A few days later the party moved on to Kinderhook, New York, where they were greeted as true heroes by their overjoyed loved ones and other Hatfield residents, who had rushed to meet and escort them, having early word of their successful movements.  In early June, Massachusetts Governor Leverett declared June 6 a day of fasting and humility (thanks) in the colony in recognition of the celebrated rescue. The governor also had a practical purpose. Notes over his signature were sent to all churches in the colony’s 46 settlements urging a collection be taken to assist Waite and Jennings cover their expenses (and the funds advanced by Governor Frontenac). Nearly 350 pounds were raised in this manner which was more than sufficient to meet the costs of the expedition and redemption of the captives.

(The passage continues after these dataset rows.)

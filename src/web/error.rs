//! API error handling for the modhub HTTP surface.

use axum::{
    http::StatusCode,
    response::{IntoResponse, Response},
    Json,
};
use serde::Serialize;
use std::collections::HashMap;

use crate::ModHubError;

/// API error codes.
#[derive(Debug, Clone, Copy, PartialEq, Eq, Serialize)]
#[serde(rename_all = "SCREAMING_SNAKE_CASE")]
pub enum ErrorCode {
    /// Bad request (400), including missing or invalid upload fields.
    BadRequest,
    /// Not found (404).
    NotFound,
    /// Conflict (409).
    Conflict,
    /// Payload too large (413).
    PayloadTooLarge,
    /// Internal server error (500).
    InternalError,
}

impl ErrorCode {
    /// Get the HTTP status code for this error.
    pub fn status_code(&self) -> StatusCode {
        match self {
            ErrorCode::BadRequest => StatusCode::BAD_REQUEST,
            ErrorCode::NotFound => StatusCode::NOT_FOUND,
            ErrorCode::Conflict => StatusCode::CONFLICT,
            ErrorCode::PayloadTooLarge => StatusCode::PAYLOAD_TOO_LARGE,
            ErrorCode::InternalError => StatusCode::INTERNAL_SERVER_ERROR,
        }
    }
}

/// API error response body.
#[derive(Debug, Serialize)]
pub struct ErrorBody {
    /// Error details.
    pub error: ErrorDetail,
}

/// Error detail.
#[derive(Debug, Serialize)]
pub struct ErrorDetail {
    /// Error code.
    pub code: ErrorCode,
    /// Human-readable message.
    pub message: String,
    /// Field-level validation messages.
    #[serde(skip_serializing_if = "Option::is_none")]
    pub details: Option<HashMap<String, Vec<String>>>,
}

/// API error type.
#[derive(Debug)]
pub struct ApiError {
    code: ErrorCode,
    message: String,
    details: Option<HashMap<String, Vec<String>>>,
}

impl ApiError {
    /// Create a new API error.
    pub fn new(code: ErrorCode, message: impl Into<String>) -> Self {
        Self {
            code,
            message: message.into(),
            details: None,
        }
    }

    /// Create a new API error with field-level details.
    pub fn with_details(
        code: ErrorCode,
        message: impl Into<String>,
        details: HashMap<String, Vec<String>>,
    ) -> Self {
        Self {
            code,
            message: message.into(),
            details: Some(details),
        }
    }

    /// Create a bad request error.
    pub fn bad_request(message: impl Into<String>) -> Self {
        Self::new(ErrorCode::BadRequest, message)
    }

    /// Create a not found error.
    pub fn not_found(message: impl Into<String>) -> Self {
        Self::new(ErrorCode::NotFound, message)
    }

    /// Create a conflict error.
    pub fn conflict(message: impl Into<String>) -> Self {
        Self::new(ErrorCode::Conflict, message)
    }

    /// Create a payload too large error.
    pub fn payload_too_large(message: impl Into<String>) -> Self {
        Self::new(ErrorCode::PayloadTooLarge, message)
    }

    /// Create an internal server error.
    pub fn internal(message: impl Into<String>) -> Self {
        Self::new(ErrorCode::InternalError, message)
    }

    /// Create a 400 error carrying per-field messages.
    pub fn invalid_fields(details: HashMap<String, Vec<String>>) -> Self {
        Self::with_details(ErrorCode::BadRequest, "Invalid upload fields", details)
    }

    /// Create a 400 error from validator::ValidationErrors.
    pub fn from_validation_errors(errors: validator::ValidationErrors) -> Self {
        let mut details: HashMap<String, Vec<String>> = HashMap::new();

        for (field, field_errors) in errors.field_errors() {
            let messages: Vec<String> = field_errors
                .iter()
                .map(|e| {
                    e.message
                        .as_ref()
                        .map(|m| m.to_string())
                        .unwrap_or_else(|| format!("Invalid value for {}", field))
                })
                .collect();
            details.insert(field.to_string(), messages);
        }

        Self::invalid_fields(details)
    }

    /// Error code of this error.
    pub fn code(&self) -> ErrorCode {
        self.code
    }

    /// Message of this error.
    pub fn message(&self) -> &str {
        &self.message
    }
}

impl IntoResponse for ApiError {
    fn into_response(self) -> Response {
        let status = self.code.status_code();
        let body = ErrorBody {
            error: ErrorDetail {
                code: self.code,
                message: self.message,
                details: self.details,
            },
        };
        (status, Json(body)).into_response()
    }
}

impl std::fmt::Display for ApiError {
    fn fmt(&self, f: &mut std::fmt::Formatter<'_>) -> std::fmt::Result {
        write!(f, "{:?}: {}", self.code, self.message)
    }
}

impl std::error::Error for ApiError {}

impl From<ModHubError> for ApiError {
    fn from(err: ModHubError) -> Self {
        match err {
            ModHubError::Validation(msg) => ApiError::bad_request(msg),
            ModHubError::NotFound(msg) => {
                tracing::debug!("Not found: {}", msg);
                ApiError::not_found("Mod not found")
            }
            ModHubError::Duplicate(id) => {
                ApiError::conflict(format!("Mod '{}' already exists", id))
            }
            other => {
                tracing::error!("Internal error: {}", other);
                ApiError::internal("An internal error occurred")
            }
        }
    }
}

#[cfg(test)]
mod tests {
    use super::*;

    #[test]
    fn test_error_code_status() {
        assert_eq!(ErrorCode::BadRequest.status_code(), StatusCode::BAD_REQUEST);
        assert_eq!(ErrorCode::NotFound.status_code(), StatusCode::NOT_FOUND);
        assert_eq!(ErrorCode::Conflict.status_code(), StatusCode::CONFLICT);
        assert_eq!(
            ErrorCode::PayloadTooLarge.status_code(),
            StatusCode::PAYLOAD_TOO_LARGE
        );
        assert_eq!(
            ErrorCode::InternalError.status_code(),
            StatusCode::INTERNAL_SERVER_ERROR
        );
    }

    #[test]
    fn test_from_modhub_error() {
        let err: ApiError = ModHubError::Validation("bad id".into()).into();
        assert_eq!(err.code(), ErrorCode::BadRequest);
        assert_eq!(err.message(), "bad id");

        let err: ApiError = ModHubError::NotFound("mod 'x'".into()).into();
        assert_eq!(err.code(), ErrorCode::NotFound);

        let err: ApiError = ModHubError::Duplicate("m1".into()).into();
        assert_eq!(err.code(), ErrorCode::Conflict);
        assert!(err.message().contains("m1"));

        let err: ApiError = ModHubError::Database("disk I/O error".into()).into();
        assert_eq!(err.code(), ErrorCode::InternalError);
        assert!(!err.message().contains("disk"));

        let io = std::io::Error::new(std::io::ErrorKind::Other, "boom");
        let err: ApiError = ModHubError::Io(io).into();
        assert_eq!(err.code(), ErrorCode::InternalError);
    }

    #[test]
    fn test_invalid_fields() {
        let mut details = HashMap::new();
        details.insert("file".to_string(), vec!["Field is required".to_string()]);

        let err = ApiError::invalid_fields(details);
        assert_eq!(err.code(), ErrorCode::BadRequest);

        let details = err.details.unwrap();
        assert_eq!(
            details.get("file").unwrap(),
            &vec!["Field is required".to_string()]
        );
    }

    #[test]
    fn test_error_body_serialization() {
        let body = ErrorBody {
            error: ErrorDetail {
                code: ErrorCode::PayloadTooLarge,
                message: "too big".to_string(),
                details: None,
            },
        };
        let json = serde_json::to_value(&body).unwrap();
        assert_eq!(json["error"]["code"], "PAYLOAD_TOO_LARGE");
        assert_eq!(json["error"]["message"], "too big");
        assert!(json["error"].get("details").is_none());
    }
}
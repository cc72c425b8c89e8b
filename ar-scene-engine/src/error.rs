use thiserror::Error;

/// Error taxonomy for every host-facing scene operation.
///
/// Synchronous operations return these directly. Collaborator callback
/// failures (cloud hosting/resolution) are surfaced asynchronously as
/// [`SceneEvent::Error`](crate::rpc::host_channel::SceneEvent) instead,
/// since the originating command has usually already returned.
#[derive(Debug, Clone, PartialEq, Eq, Error)]
pub enum SceneError {
    #[error("node {0} not found")]
    NodeNotFound(String),

    #[error("anchor {0} not found")]
    AnchorNotFound(String),

    #[error("name {0} is already in use")]
    DuplicateName(String),

    #[error("invalid argument: {0}")]
    InvalidArgument(String),

    #[error("anchor {anchor} is already bound to cloud id {cloud_id}")]
    AlreadyBound { anchor: String, cloud_id: String },

    #[error("AR session is not available")]
    SessionUnavailable,

    #[error("insufficient visual data to host")]
    InsufficientVisualData,

    #[error("cloud anchor operation failed: {0}")]
    CollaboratorFailure(String),
}
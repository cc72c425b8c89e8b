//! Host-facing session facade.
//!
//! [`ArSceneSession`] owns the ECS world and is the single entry point for
//! the host layer: commands mutate the registries synchronously, frame
//! ticks and gesture events run one schedule pass, and everything the
//! scene wants to tell the host accumulates on the [`HostChannel`] until
//! drained. Because every path goes through `&mut self`, registry access
//! is serialized by construction.

use bevy::prelude::*;

use crate::ArScenePlugin;
use crate::cloud::coordinator::{
    CloudAnchorCoordinator, CloudAnchorLink, CloudCallbackSender, CloudRequest,
};
use crate::engine::anchors::{AnchorRegistry, Pose};
use crate::engine::frame::{CameraPose, FrameUpdate, SessionStatus};
use crate::engine::nodes::{NodeRegistry, NodeSpec};
use crate::engine::planes::DetectedPlanes;
use crate::engine::point_cloud::{PointCloudPool, PointCloudTracker, release_all_points};
use crate::error::SceneError;
use crate::rpc::host_channel::{HostChannel, RpcNotification, SceneEvent};
use crate::tools::gestures::{GestureInput, GestureSessions, GestureSettings};

/// Initial session configuration, mirroring the host's init arguments.
#[derive(Debug, Clone)]
pub struct SessionConfig {
    pub handle_taps: bool,
    pub handle_pans: bool,
    pub handle_rotation: bool,
    pub show_feature_points: bool,
}

impl Default for SessionConfig {
    fn default() -> Self {
        Self {
            handle_taps: true,
            handle_pans: false,
            handle_rotation: false,
            show_feature_points: false,
        }
    }
}

pub struct ArSceneSession {
    app: App,
}

impl ArSceneSession {
    pub fn new(config: SessionConfig) -> Self {
        let mut app = App::new();
        app.add_plugins(ArScenePlugin);

        let world = app.world_mut();
        {
            let mut settings = world.resource_mut::<GestureSettings>();
            settings.handle_taps = config.handle_taps;
            settings.handle_pans = config.handle_pans;
            settings.handle_rotation = config.handle_rotation;
        }
        world.resource_mut::<PointCloudTracker>().enabled = config.show_feature_points;

        Self { app }
    }

    /// Runs one schedule pass; used by the host to drive callback
    /// processing when no frame tick or gesture is pending.
    pub fn update(&mut self) {
        self.app.update();
    }

    // Frame and gesture intake ------------------------------------------

    /// Delivers one frame tick from the tracking collaborator and
    /// processes it synchronously.
    pub fn frame_tick(&mut self, frame: FrameUpdate) {
        self.app.world_mut().send_event(frame);
        self.app.update();
    }

    /// Delivers one gesture event and processes it synchronously; the
    /// resulting transform is visible to the next query or frame tick.
    pub fn gesture(&mut self, input: GestureInput) {
        self.app.world_mut().send_event(input);
        self.app.update();
    }

    // Node operations ---------------------------------------------------

    pub fn add_node(&mut self, spec: &NodeSpec) -> Result<String, SceneError> {
        let world = self.app.world_mut();
        let settings = world.resource::<GestureSettings>().clone();
        let mut registry = world.resource_mut::<NodeRegistry>();
        let name = registry.add(spec)?;
        if let Some(entry) = registry.get_mut(&name) {
            entry.position_editable = settings.handle_pans;
            entry.rotation_editable = settings.handle_rotation;
            entry.touchable = true;
        }
        Ok(name)
    }

    /// Places a node relative to an existing anchor. Gesture-enabled nodes
    /// are placed free-standing at the anchor's world position instead of
    /// being parented, so pan and rotation act on the node alone.
    pub fn add_node_to_anchor(
        &mut self,
        spec: &NodeSpec,
        anchor: &str,
    ) -> Result<String, SceneError> {
        let gestures_enabled = {
            let settings = self.app.world().resource::<GestureSettings>();
            settings.handle_pans || settings.handle_rotation
        };
        let anchor_position = {
            let anchors = self.app.world().resource::<AnchorRegistry>();
            anchors
                .get(anchor)
                .ok_or_else(|| SceneError::AnchorNotFound(anchor.to_string()))?
                .pose
                .position
        };

        let name = self.add_node(spec)?;
        let world = self.app.world_mut();
        if gestures_enabled {
            let mut registry = world.resource_mut::<NodeRegistry>();
            if let Some(entry) = registry.get_mut(&name) {
                entry.position = anchor_position;
            }
        } else {
            {
                let mut registry = world.resource_mut::<NodeRegistry>();
                if let Some(entry) = registry.get_mut(&name) {
                    entry.parent_anchor = Some(anchor.to_string());
                }
            }
            world
                .resource_mut::<AnchorRegistry>()
                .attach_child(anchor, &name)?;
        }
        Ok(name)
    }

    /// Removes a node, detaching it from any parent anchor and dropping
    /// any gesture session still referring to it.
    pub fn remove_node(&mut self, name: &str) -> Result<String, SceneError> {
        let world = self.app.world_mut();
        let (removed, parent) = world.resource_mut::<NodeRegistry>().remove(name)?;
        if let Some(anchor) = parent {
            world
                .resource_mut::<AnchorRegistry>()
                .detach_child(&anchor, &removed);
        }
        world.resource_mut::<GestureSessions>().remove(&removed);
        Ok(removed)
    }

    pub fn set_node_transform(&mut self, name: &str, matrix: &[f32]) -> Result<(), SceneError> {
        self.app
            .world_mut()
            .resource_mut::<NodeRegistry>()
            .set_transform(name, matrix)
    }

    /// Current node transform in the host wire format.
    pub fn node_transform(&mut self, name: &str) -> Result<[f32; 16], SceneError> {
        self.app
            .world()
            .resource::<NodeRegistry>()
            .get(name)
            .map(|entry| entry.world_transform())
            .ok_or_else(|| SceneError::NodeNotFound(name.to_string()))
    }

    pub fn set_editable(
        &mut self,
        name: &str,
        position_editable: bool,
        rotation_editable: bool,
    ) -> Result<(), SceneError> {
        self.app
            .world_mut()
            .resource_mut::<NodeRegistry>()
            .set_editable(name, position_editable, rotation_editable)
    }

    /// Updates the session-wide gesture switches and pushes the matching
    /// editability flags to every placed node.
    pub fn configure_gestures(&mut self, taps: bool, pans: bool, rotation: bool) {
        let world = self.app.world_mut();
        {
            let mut settings = world.resource_mut::<GestureSettings>();
            settings.handle_taps = taps;
            settings.handle_pans = pans;
            settings.handle_rotation = rotation;
        }
        world
            .resource_mut::<NodeRegistry>()
            .apply_editability(pans, rotation);
    }

    // Anchor operations -------------------------------------------------

    pub fn add_anchor(&mut self, name: &str, matrix: &[f32]) -> Result<(), SceneError> {
        let pose = Pose::from_matrix(matrix)?;
        self.app
            .world_mut()
            .resource_mut::<AnchorRegistry>()
            .add(name, pose)
    }

    /// Removes an anchor and detaches its child nodes; the children keep
    /// their last world transform.
    pub fn remove_anchor(&mut self, name: &str) -> Result<(), SceneError> {
        let world = self.app.world_mut();
        let entry = world.resource_mut::<AnchorRegistry>().remove(name)?;
        let mut registry = world.resource_mut::<NodeRegistry>();
        for child in &entry.children {
            if let Some(node) = registry.get_mut(child) {
                node.parent_anchor = None;
            }
        }
        Ok(())
    }

    pub fn anchor_pose(&mut self, name: &str) -> Result<[f32; 16], SceneError> {
        self.app
            .world()
            .resource::<AnchorRegistry>()
            .get(name)
            .map(|entry| entry.pose.to_matrix())
            .ok_or_else(|| SceneError::AnchorNotFound(name.to_string()))
    }

    // Cloud anchor protocol ---------------------------------------------

    /// Begins uploading an anchor to the sharing service. The terminal
    /// outcome arrives later as a `CloudAnchorUploaded` or `Error` event.
    pub fn upload_anchor(&mut self, name: &str) -> Result<(), SceneError> {
        self.app.world_mut().resource_scope(
            |world, mut coordinator: Mut<CloudAnchorCoordinator>| {
                world.resource_scope(|world, mut link: Mut<CloudAnchorLink>| {
                    let status = world.resource::<SessionStatus>();
                    let anchors = world.resource::<AnchorRegistry>();
                    coordinator
                        .begin_host(&mut link, status, anchors, name)
                        .map(|_| ())
                })
            },
        )
    }

    /// Begins resolving a shared anchor. On success the host receives an
    /// `AnchorDownloadSuccess` event and must answer with a name through
    /// [`ArSceneSession::register_downloaded_anchor`].
    pub fn download_anchor(&mut self, cloud_id: &str) -> Result<(), SceneError> {
        self.app.world_mut().resource_scope(
            |world, mut coordinator: Mut<CloudAnchorCoordinator>| {
                world.resource_scope(|world, mut link: Mut<CloudAnchorLink>| {
                    let status = world.resource::<SessionStatus>();
                    coordinator
                        .begin_resolve(&mut link, status, cloud_id)
                        .map(|_| ())
                })
            },
        )
    }

    /// Supplies (or refuses) the name for a downloaded anchor. `None`
    /// discards the anchor and releases its collaborator-side handle.
    pub fn register_downloaded_anchor(
        &mut self,
        cloud_id: &str,
        name: Option<&str>,
    ) -> Result<(), SceneError> {
        self.app.world_mut().resource_scope(
            |world, mut coordinator: Mut<CloudAnchorCoordinator>| {
                world.resource_scope(|world, mut link: Mut<CloudAnchorLink>| {
                    world.resource_scope(|world, mut anchors: Mut<AnchorRegistry>| {
                        let mut host = world.resource_mut::<HostChannel>();
                        coordinator.register_downloaded(
                            &mut link,
                            &mut anchors,
                            &mut host,
                            cloud_id,
                            name,
                        )
                    })
                })
            },
        )
    }

    /// Hands queued collaborator work (host/resolve/release requests) to
    /// the cloud anchor service.
    pub fn take_cloud_requests(&mut self) -> Vec<CloudRequest> {
        self.app
            .world_mut()
            .resource_mut::<CloudAnchorLink>()
            .take_requests()
    }

    /// Sender the cloud service uses to deliver completions from its own
    /// threads; they are applied on the next update.
    pub fn cloud_callback_sender(&self) -> CloudCallbackSender {
        self.app
            .world()
            .resource::<CloudAnchorLink>()
            .callback_sender()
    }

    // Session state -----------------------------------------------------

    /// Pauses frame processing; per-frame signals are skipped (and logged)
    /// until resumed, never surfaced as errors.
    pub fn pause(&mut self) {
        self.app.world_mut().resource_mut::<SessionStatus>().paused = true;
    }

    pub fn resume(&mut self) {
        self.app.world_mut().resource_mut::<SessionStatus>().paused = false;
    }

    /// Reports the tracking collaborator's session coming up or going
    /// down. While down, cloud anchor operations fail with
    /// [`SceneError::SessionUnavailable`].
    pub fn set_session_available(&mut self, available: bool) {
        self.app
            .world_mut()
            .resource_mut::<SessionStatus>()
            .available = available;
    }

    /// Toggles feature-point display. Turning it off releases every
    /// displayed point immediately.
    pub fn set_feature_points_enabled(&mut self, enabled: bool) {
        self.app.world_mut().resource_scope(
            |world, mut tracker: Mut<PointCloudTracker>| {
                tracker.enabled = enabled;
                if !enabled {
                    let mut pool = world.resource_mut::<PointCloudPool>();
                    release_all_points(&mut tracker, &mut pool);
                }
            },
        );
    }

    /// Latest camera pose seen on a frame tick, if any.
    pub fn camera_pose(&self) -> Option<Pose> {
        self.app.world().resource::<CameraPose>().0
    }

    /// Ground height latched from the first detected plane.
    pub fn ground_height(&self) -> Option<f32> {
        self.app.world().resource::<DetectedPlanes>().ground_height()
    }

    pub fn visible_point_count(&self) -> usize {
        self.app
            .world()
            .resource::<PointCloudTracker>()
            .visible_count()
    }

    // Event intake ------------------------------------------------------

    /// Drains the typed events queued for the host.
    pub fn drain_events(&mut self) -> Vec<SceneEvent> {
        self.app.world_mut().resource_mut::<HostChannel>().drain()
    }

    /// Drains queued events encoded as JSON-RPC notifications.
    pub fn drain_notifications(&mut self) -> Vec<RpcNotification> {
        self.app
            .world_mut()
            .resource_mut::<HostChannel>()
            .drain_notifications()
    }
}
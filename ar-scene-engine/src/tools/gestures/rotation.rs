use bevy::prelude::*;
use std::f32::consts::PI;

use super::{GestureInput, GesturePhase, GestureSessions, GestureSettings};
use crate::engine::nodes::NodeRegistry;
use crate::rpc::host_channel::{HostChannel, SceneEvent};

/// Per-gesture rotation tracking. Created on the first event of a gesture,
/// destroyed on release/cancel or when the target node disappears.
#[derive(Debug, Clone, Copy)]
pub struct RotationSession {
    pub start_angle: f32,
    pub last_detector_angle: f32,
    pub accumulated_delta: f32,
    /// The node's yaw when the gesture began; the committed base every
    /// applied yaw is computed from, avoiding drift from re-reading the
    /// node each frame.
    pub committed_yaw: f32,
}

impl RotationSession {
    fn begin(detector_angle: f32, node_yaw: f32) -> Self {
        Self {
            start_angle: detector_angle,
            last_detector_angle: detector_angle,
            accumulated_delta: 0.0,
            committed_yaw: node_yaw,
        }
    }
}

/// Incremental delta between two detector angles, corrected for the ±π
/// discontinuity so a gesture crossing the boundary produces a small step
/// instead of a near-2π jump.
pub fn rotation_delta(current: f32, last: f32) -> f32 {
    let mut delta = current - last;
    if delta > PI {
        delta -= 2.0 * PI;
    } else if delta < -PI {
        delta += 2.0 * PI;
    }
    delta
}

/// Applies rotation gesture events to the target node's yaw. Pitch and
/// roll are never touched. Events for missing nodes are absorbed and any
/// stale session dropped.
pub fn handle_rotation(
    mut gestures: EventReader<GestureInput>,
    settings: Res<GestureSettings>,
    mut registry: ResMut<NodeRegistry>,
    mut sessions: ResMut<GestureSessions>,
    mut host: ResMut<HostChannel>,
) {
    for gesture in gestures.read() {
        let GestureInput::Rotate {
            target,
            angle,
            phase,
        } = gesture
        else {
            continue;
        };
        if !settings.handle_rotation {
            continue;
        }
        let Some(name) = target else {
            continue;
        };
        let Some(entry) = registry.get_mut(name) else {
            debug!("rotation event for missing node {name}, abandoning session");
            sessions.remove(name);
            continue;
        };
        if !entry.rotation_editable || !entry.touchable {
            continue;
        }

        // The first event only anchors the session; the yaw is unchanged,
        // so the host is not notified until a delta actually applies.
        match sessions.get_mut(name) {
            None => {
                sessions.insert(name, RotationSession::begin(*angle, entry.rotation.y));
            }
            Some(session) => {
                session.accumulated_delta += rotation_delta(*angle, session.last_detector_angle);
                session.last_detector_angle = *angle;
                entry.rotation.y = session.committed_yaw
                    + session.accumulated_delta * settings.rotation_sensitivity;
                host.notify(SceneEvent::RotationChange { name: name.clone() });
            }
        }

        // Release commits: the yaw stays on the node, the session resets so
        // the next gesture starts fresh from the committed value.
        if *phase == GesturePhase::Ended {
            sessions.remove(name);
        }
    }
}

#[cfg(test)]
mod tests {
    use super::*;

    #[test]
    fn wraparound_near_pi_yields_small_delta() {
        // Just past the ±π boundary: the corrected delta is the short way
        // around, not a ~6.26 jump.
        let delta = rotation_delta(-3.13, 3.13);
        let expected = -2.0 * (PI - 3.13);
        assert!((delta - expected).abs() < 1e-6, "delta was {delta}");
        assert!(delta.abs() < 0.1);
    }

    #[test]
    fn wraparound_other_direction() {
        let delta = rotation_delta(3.13, -3.13);
        assert!((delta - 2.0 * (PI - 3.13)).abs() < 1e-6);
    }

    #[test]
    fn small_deltas_pass_through() {
        assert!((rotation_delta(0.2, 0.0) - 0.2).abs() < 1e-6);
        assert!((rotation_delta(-0.1, 0.1) + 0.2).abs() < 1e-6);
    }

    #[test]
    fn accumulation_matches_wrapped_path() {
        // Detector path 0.0 -> 0.2 -> -3.0 -> 3.1 crosses the boundary once.
        let mut session = RotationSession::begin(0.0, 0.0);
        for angle in [0.2, -3.0, 3.1] {
            session.accumulated_delta += rotation_delta(angle, session.last_detector_angle);
            session.last_detector_angle = angle;
        }
        // 0.2 -> -3.0 corrects upward (+2π), -3.0 -> 3.1 corrects downward
        // (-2π); the corrections cancel and the path telescopes to 3.1.
        let expected = 0.2 + (-3.2 + 2.0 * PI) + (6.1 - 2.0 * PI);
        assert!((session.accumulated_delta - expected).abs() < 1e-5);
        assert!((session.accumulated_delta - 3.1).abs() < 1e-5);
    }
}
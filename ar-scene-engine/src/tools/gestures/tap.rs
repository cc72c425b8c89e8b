use bevy::prelude::*;

use super::{GestureInput, GestureSettings};
use crate::engine::anchors::AnchorRegistry;
use crate::engine::nodes::NodeRegistry;
use crate::rpc::host_channel::{HostChannel, SceneEvent};

/// Dispatches tap events: a tap that landed on a managed node (or, as a
/// fallback, an anchor) reports the name; a tap on empty space forwards
/// the collaborator's hit-test results so the host can place content.
pub fn handle_tap(
    mut gestures: EventReader<GestureInput>,
    settings: Res<GestureSettings>,
    registry: Res<NodeRegistry>,
    anchors: Res<AnchorRegistry>,
    mut host: ResMut<HostChannel>,
) {
    for gesture in gestures.read() {
        let GestureInput::Tap { target, hits } = gesture else {
            continue;
        };
        if !settings.handle_taps {
            continue;
        }
        match target {
            Some(name) => {
                if registry.get(name).is_some_and(|entry| entry.touchable) {
                    host.notify(SceneEvent::NodeTap { name: name.clone() });
                } else if anchors.contains(name) {
                    // Taps resolved to an anchor are reported under the
                    // anchor's name for backward compatibility.
                    host.notify(SceneEvent::NodeTap { name: name.clone() });
                } else {
                    debug!("tap on unmanaged target {name}, ignoring");
                }
            }
            None => {
                if !hits.is_empty() {
                    host.notify(SceneEvent::PlaneOrPointTap { hits: hits.clone() });
                }
            }
        }
    }
}
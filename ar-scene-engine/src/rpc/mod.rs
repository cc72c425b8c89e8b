//! Host-boundary types: the outgoing event channel and its JSON-RPC
//! notification encoding.

pub mod host_channel;
//! Spatial scene state for an AR session: named node and anchor
//! registries, per-frame tracking ingestion (planes, feature points,
//! camera pose), gesture-driven transform editing, and the asynchronous
//! cloud-anchor sharing protocol.
//!
//! The crate is organised as Bevy plugins over a headless [`App`]:
//! [`engine::SceneEnginePlugin`] owns the registries and frame tracking,
//! [`tools::gestures::GesturePlugin`] turns touch events into transform
//! updates, and [`cloud::CloudAnchorPlugin`] drives the upload/download
//! protocol. Hosts normally go through the [`session::ArSceneSession`]
//! facade, which owns the app and serializes all access to it.

pub mod cloud;
pub mod engine;
pub mod error;
pub mod rpc;
pub mod session;
pub mod tools;

use bevy::prelude::*;

use cloud::CloudAnchorPlugin;
use engine::SceneEnginePlugin;
use rpc::host_channel::HostChannel;
use tools::gestures::GesturePlugin;

/// Everything the session needs, as one plugin.
pub struct ArScenePlugin;

impl Plugin for ArScenePlugin {
    fn build(&self, app: &mut App) {
        app.init_resource::<HostChannel>().add_plugins((
            SceneEnginePlugin,
            GesturePlugin,
            CloudAnchorPlugin,
        ));
    }
}

pub mod prelude {
    pub use crate::ArScenePlugin;
    pub use crate::cloud::coordinator::{
        CloudAnchorState, CloudCallback, CloudCallbackSender, CloudRequest,
    };
    pub use crate::engine::anchors::Pose;
    pub use crate::engine::frame::{
        FeatureMapQuality, FrameUpdate, PointCloudFrame, PointSample, TrackedPlane, TrackingState,
    };
    pub use crate::engine::nodes::{ModelSource, NodeSpec};
    pub use crate::error::SceneError;
    pub use crate::rpc::host_channel::{HitKind, HitResult, RpcNotification, SceneEvent};
    pub use crate::session::{ArSceneSession, SessionConfig};
    pub use crate::tools::gestures::{GestureInput, GesturePhase};
}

As with many frontier stories, Waite and Jennings did not enjoy old age. Waite was killed and skinned by a large contingent of French and Indians on February 29, 1704 during the famous Deerfield massacre. Stephen Jennings was killed on July 20, 1710 with his son, Benjamin Jennings, near Brookfield, Massachusetts where he lived on his farm near two other sons, Stephen II and Joseph. Another of Stephen’s sons, Jonathan Jennings, born in 1692, carried the line forward with four children, including my ancestor, Moses Jennings, who served as a corporal in the French and Indian War (1755-1763) and the Revolutionary War.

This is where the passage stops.